The problem is that with, say, a monk, your greater movement distance is presented as a form of bonus distance akin to the way the new hit points you get for leveling get stacked onto your existing ones as you level. So the player with 40 feet of movement thinks of himself as having "+10 movement," which isn't unreasonable. So when they get up from prone, they expect to get up at the same "speed" as their teammate with only 30 feet of movement speed and then still having the remaining half plus that 10 feet. When I try to explain, well, no, you also consumed half of your extra speed getting up, it feels wrong. Like, the faster dude consumed more speed getting up than the slower dude?

Yes, I know, I can explain it as it consumes half your time, but that still doesn't jive intuitively with the notion that you're somehow spending more movement distance than someone who is slower than you despite performing the exact same action.

In the end, going with half-base distance doesn't break the game.
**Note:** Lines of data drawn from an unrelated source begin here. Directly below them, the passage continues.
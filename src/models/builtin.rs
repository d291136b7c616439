use super::profile::ModelProfile;
use super::registry::ProfileTier;
use crate::provider::ModelPricing;

/// Built-in profiles in match order. Specific families come before the
/// generic fallback of the same vendor.
pub fn profiles() -> Vec<(ProfileTier, ModelProfile)> {
    vec![
        (ProfileTier::Specific, qwen3()),
        (ProfileTier::Specific, qwq()),
        (ProfileTier::Specific, deepseek_r1()),
        (ProfileTier::Specific, gpt_oss()),
        (ProfileTier::Specific, llama3()),
        (ProfileTier::Specific, mixtral()),
        (ProfileTier::Specific, gemma()),
        (ProfileTier::Specific, claude()),
        (ProfileTier::Specific, gpt_4o()),
        (ProfileTier::Generic, qwen()),
        (ProfileTier::Generic, deepseek()),
        (ProfileTier::Generic, llama()),
        (ProfileTier::Generic, mistral()),
    ]
}

pub fn default_profile() -> ModelProfile {
    ModelProfile::new("default", ".*")
}

fn qwen3() -> ModelProfile {
    ModelProfile::new("qwen3", r"^qwen-?3")
        .with_tool_calling()
        .with_think_tags("think")
        .with_json_mode()
        .with_limits(32_768, 8_192)
        .with_temperature(0.6)
}

fn qwq() -> ModelProfile {
    ModelProfile::new("qwq", r"^qwq")
        .with_tool_calling()
        .with_think_tags("think")
        .with_limits(32_768, 8_192)
        .with_temperature(0.6)
}

fn deepseek_r1() -> ModelProfile {
    ModelProfile::new("deepseek-r1", r"^deepseek-r1")
        .with_think_tags("think")
        .with_limits(65_536, 8_192)
        .with_temperature(0.6)
}

fn gpt_oss() -> ModelProfile {
    ModelProfile::new("gpt-oss", r"^gpt-oss")
        .with_tool_calling()
        .with_reasoning_field()
        .with_json_mode()
        .with_limits(131_072, 16_384)
}

fn llama3() -> ModelProfile {
    ModelProfile::new("llama-3", r"^(meta-)?llama-?3")
        .with_tool_calling()
        .with_json_mode()
        .with_limits(131_072, 8_192)
}

fn mixtral() -> ModelProfile {
    ModelProfile::new("mixtral", r"^mixtral")
        .with_tool_calling()
        .with_json_mode()
        .with_limits(32_768, 4_096)
}

fn gemma() -> ModelProfile {
    ModelProfile::new("gemma", r"^gemma")
        .without_system_prompt()
        .with_limits(8_192, 8_192)
}

fn claude() -> ModelProfile {
    ModelProfile::new("claude", r"^claude")
        .with_tool_calling()
        .with_json_mode()
        .with_vision()
        .with_limits(200_000, 8_192)
        .with_pricing(ModelPricing::new(3.0, 15.0))
}

fn gpt_4o() -> ModelProfile {
    ModelProfile::new("gpt-4o", r"^gpt-4o")
        .with_tool_calling()
        .with_json_mode()
        .with_vision()
        .with_limits(128_000, 16_384)
        .with_pricing(ModelPricing::new(2.5, 10.0))
}

fn qwen() -> ModelProfile {
    ModelProfile::new("qwen", r"^qwen")
        .with_tool_calling()
        .with_json_mode()
        .with_limits(32_768, 4_096)
}

fn deepseek() -> ModelProfile {
    ModelProfile::new("deepseek", r"^deepseek")
        .with_tool_calling()
        .with_json_mode()
        .with_limits(65_536, 8_192)
}

fn llama() -> ModelProfile {
    ModelProfile::new("llama", r"llama").with_limits(8_192, 2_048)
}

fn mistral() -> ModelProfile {
    ModelProfile::new("mistral", r"^(open-)?mistral")
        .with_tool_calling()
        .with_limits(32_768, 4_096)
}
That extra few feet of movement doesn't tend to cause any kind of problem. But the player is satisfied they're not being cheated somehow, and the whole thing is just more palatable from a rules perspective.

ProsecutorGodot
2019-09-23, 02:09 PM
Yes, I know, I can explain it as it consumes half your time, but that still doesn't jive intuitively with the notion that you're somehow spending more movement distance than someone who is slower than you despite performing the exact same action.
You're spending more movement, sure, but at the end you still have more remaining afterwards. For class features that give you a flat bonus to Speed (again, "movement" and "speed" are different game terms) you are still faster after having been knocked prone.
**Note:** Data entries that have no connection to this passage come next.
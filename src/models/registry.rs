use regex::{Regex, RegexBuilder};
use serde::{Deserialize, Serialize};

use super::builtin;
use super::profile::{ModelProfile, ProfileCapability};
use crate::{Error, Result};

/// Where a profile sits in match precedence. Lower tiers win.
#[derive(Debug, Clone, Copy, PartialEq, Eq, PartialOrd, Ord, Hash, Serialize, Deserialize)]
#[serde(rename_all = "snake_case")]
pub enum ProfileTier {
    /// Registered at runtime. Newest registration is tried first.
    Custom,
    /// A particular model line, e.g. `qwen3` or `deepseek-r1`.
    Specific,
    /// A vendor-wide fallback, e.g. `qwen`.
    Generic,
}

#[derive(Debug)]
struct ProfileEntry {
    tier: ProfileTier,
    pattern: Regex,
    profile: ModelProfile,
}

impl ProfileEntry {
    fn new(tier: ProfileTier, profile: ModelProfile) -> Result<Self> {
        let pattern = RegexBuilder::new(&profile.model_pattern)
            .case_insensitive(true)
            .build()
            .map_err(|e| {
                Error::Validation(format!(
                    "profile '{}' has invalid pattern '{}': {}",
                    profile.name, profile.model_pattern, e
                ))
            })?;
        Ok(Self {
            tier,
            pattern,
            profile,
        })
    }
}

/// Resolves model names to capability profiles by first regex match.
#[derive(Debug)]
pub struct ModelProfileRegistry {
    entries: Vec<ProfileEntry>,
    default: ModelProfile,
}

impl ModelProfileRegistry {
    /// Registry with no profiles besides the conservative default.
    pub fn empty() -> Self {
        Self {
            entries: Vec::new(),
            default: builtin::default_profile(),
        }
    }

    pub fn builtins() -> Self {
        let mut registry = Self::empty();
        for (tier, profile) in builtin::profiles() {
            match ProfileEntry::new(tier, profile) {
                Ok(entry) => registry.entries.push(entry),
                Err(e) => tracing::warn!(error = %e, "skipping built-in profile"),
            }
        }
        registry
    }

    /// Lowercases and strips any `vendor/` prefix.
    pub fn normalize(model_name: &str) -> String {
        let lower = model_name.trim().to_lowercase();
        match lower.rsplit_once('/') {
            Some((_, name)) => name.to_string(),
            None => lower,
        }
    }

    fn find(&self, model_name: &str) -> Option<&ProfileEntry> {
        let normalized = Self::normalize(model_name);
        self.entries
            .iter()
            .find(|entry| entry.pattern.is_match(&normalized))
    }

    /// Profile for `model_name`, or the default when nothing matches.
    pub fn profile(&self, model_name: &str) -> &ModelProfile {
        match self.find(model_name) {
            Some(entry) => &entry.profile,
            None => {
                tracing::debug!(model = model_name, "no profile matched, using default");
                &self.default
            }
        }
    }

    /// Tier of the matching profile; `None` when the default applies.
    pub fn tier_of(&self, model_name: &str) -> Option<ProfileTier> {
        self.find(model_name).map(|entry| entry.tier)
    }

    /// Adds a custom profile ahead of every other profile. A custom profile
    /// with the same name is replaced.
    pub fn register_profile(&mut self, profile: ModelProfile) -> Result<()> {
        profile.validate()?;
        let entry = ProfileEntry::new(ProfileTier::Custom, profile)?;
        self.entries
            .retain(|e| !(e.tier == ProfileTier::Custom && e.profile.name == entry.profile.name));
        tracing::debug!(
            name = %entry.profile.name,
            pattern = %entry.profile.model_pattern,
            "registered custom profile"
        );
        self.entries.insert(0, entry);
        Ok(())
    }

    pub fn has_capability(&self, model_name: &str, capability: ProfileCapability) -> bool {
        self.profile(model_name).has(capability)
    }

    /// Every profile in match order, default excluded.
    pub fn list_profiles(&self) -> Vec<ModelProfile> {
        self.entries
            .iter()
            .map(|entry| entry.profile.clone())
            .collect()
    }

    pub fn default_profile(&self) -> ModelProfile {
        self.default.clone()
    }

    pub fn set_default_profile(&mut self, profile: ModelProfile) -> Result<()> {
        profile.validate()?;
        self.default = profile;
        Ok(())
    }

    /// Drops custom profiles. Built-ins stay.
    pub fn clear_profiles(&mut self) {
        self.entries.retain(|entry| entry.tier != ProfileTier::Custom);
    }
}

impl Default for ModelProfileRegistry {
    fn default() -> Self {
        Self::builtins()
    }
}

#[cfg(test)]
mod tests {
    use super::*;
    use crate::models::ThinkingFormat;

    #[test]
    fn test_specific_beats_generic() {
        let registry = ModelProfileRegistry::builtins();

        let qwen3 = registry.profile("qwen3-32b");
        assert_eq!(qwen3.name, "qwen3");
        assert_eq!(qwen3.max_output_tokens, 8192);
        assert_eq!(qwen3.think_tag_name.as_deref(), Some("think"));

        let qwen2 = registry.profile("qwen2-7b");
        assert_eq!(qwen2.name, "qwen");
        assert_eq!(qwen2.max_output_tokens, 4096);

        assert_eq!(registry.tier_of("qwen3-32b"), Some(ProfileTier::Specific));
        assert_eq!(registry.tier_of("qwen2-7b"), Some(ProfileTier::Generic));
    }

    #[test]
    fn test_name_normalization() {
        let registry = ModelProfileRegistry::builtins();
        assert_eq!(registry.profile("Qwen/Qwen3-235B").name, "qwen3");
        assert_eq!(registry.profile("openai/gpt-oss-120b").name, "gpt-oss");
        assert_eq!(registry.profile("DeepSeek-R1-Distill-Llama-70B").name, "deepseek-r1");
        assert_eq!(registry.profile("meta-llama-3.1-8b").name, "llama-3");
        assert_eq!(ModelProfileRegistry::normalize(" A/B/Model "), "model");
    }

    #[test]
    fn test_unknown_model_gets_default() {
        let registry = ModelProfileRegistry::builtins();
        let profile = registry.profile("totally-unknown-model");
        assert_eq!(profile.name, "default");
        assert!(!profile.supports_tool_calling);
        assert_eq!(profile.preferred_thinking_format, ThinkingFormat::None);
        assert!(registry.tier_of("totally-unknown-model").is_none());
    }

    #[test]
    fn test_custom_profile_precedence_and_clear() {
        let mut registry = ModelProfileRegistry::builtins();
        let custom = ModelProfile::new("my-qwen", r"^qwen3-32b$").with_limits(16_384, 1_024);
        registry.register_profile(custom).unwrap();

        assert_eq!(registry.profile("qwen3-32b").name, "my-qwen");
        assert_eq!(registry.tier_of("qwen3-32b"), Some(ProfileTier::Custom));
        assert_eq!(registry.profile("qwen3-8b").name, "qwen3");

        let newer = ModelProfile::new("newer", r"^qwen3").with_tool_calling();
        registry.register_profile(newer).unwrap();
        assert_eq!(registry.profile("qwen3-32b").name, "newer");
        assert_eq!(registry.list_profiles()[0].name, "newer");

        registry.clear_profiles();
        assert_eq!(registry.profile("qwen3-32b").name, "qwen3");
        assert!(
            registry
                .list_profiles()
                .iter()
                .all(|p| p.name != "newer" && p.name != "my-qwen")
        );
    }

    #[test]
    fn test_register_rejects_invalid() {
        let mut registry = ModelProfileRegistry::empty();

        let mut missing_tag = ModelProfile::new("bad", "^bad");
        missing_tag.preferred_thinking_format = ThinkingFormat::ThinkTags;
        assert!(matches!(
            registry.register_profile(missing_tag),
            Err(Error::Validation(_))
        ));

        let bad_pattern = ModelProfile::new("bad", "(unclosed");
        assert!(matches!(
            registry.register_profile(bad_pattern),
            Err(Error::Validation(_))
        ));
        assert!(registry.list_profiles().is_empty());
    }

    #[test]
    fn test_has_capability() {
        let registry = ModelProfileRegistry::builtins();
        assert!(registry.has_capability("qwen3-32b", ProfileCapability::Thinking));
        assert!(registry.has_capability("qwen3-32b", ProfileCapability::ThinkTagName));
        assert!(!registry.has_capability("gpt-oss-20b", ProfileCapability::ThinkTagName));
        assert!(!registry.has_capability("gemma-7b", ProfileCapability::SystemPrompt));
        assert!(registry.has_capability("claude-sonnet", ProfileCapability::Pricing));
        assert!(!registry.has_capability("unknown", ProfileCapability::ToolCalling));
    }

    #[test]
    fn test_set_default_profile() {
        let mut registry = ModelProfileRegistry::empty();
        let fallback = ModelProfile::new("fallback", ".*").with_tool_calling();
        registry.set_default_profile(fallback).unwrap();
        assert_eq!(registry.profile("anything").name, "fallback");
        assert!(registry.has_capability("anything", ProfileCapability::ToolCalling));
    }
}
The difference as far as Longstrider is concerned is that the modifier can be applied after you've already spent movement to stand. You don't spend more after casting Longstrider, why would you when you've already spent half your movement, you gain the full 10. The standing cost from prone is not a dynamic modifier like Dash is, it always costs a static amount of movement equal to half of your speed when standing.

If you have 30ft speed and spend 15ft to stand then cast Longstrider, you don't have to subtract an additional 5ft. You have already stood, no further penalty to your speed applies.

Aimeryan
2019-09-24, 05:24 AM
It is more an issue with Longstrider granting the same extra movement speed after time in that turn has already passed (movement, actions, etc.). If the spell gave movement speed starting from the next turn it would all be more intuitive.

That said, there is nothing preventing a DM from ruling that you only get to use some amount of the Longstrider the turn it is cast to represent some of the increased speed it grants can't be utilised for the full duration of that turn. The books don't cover everything.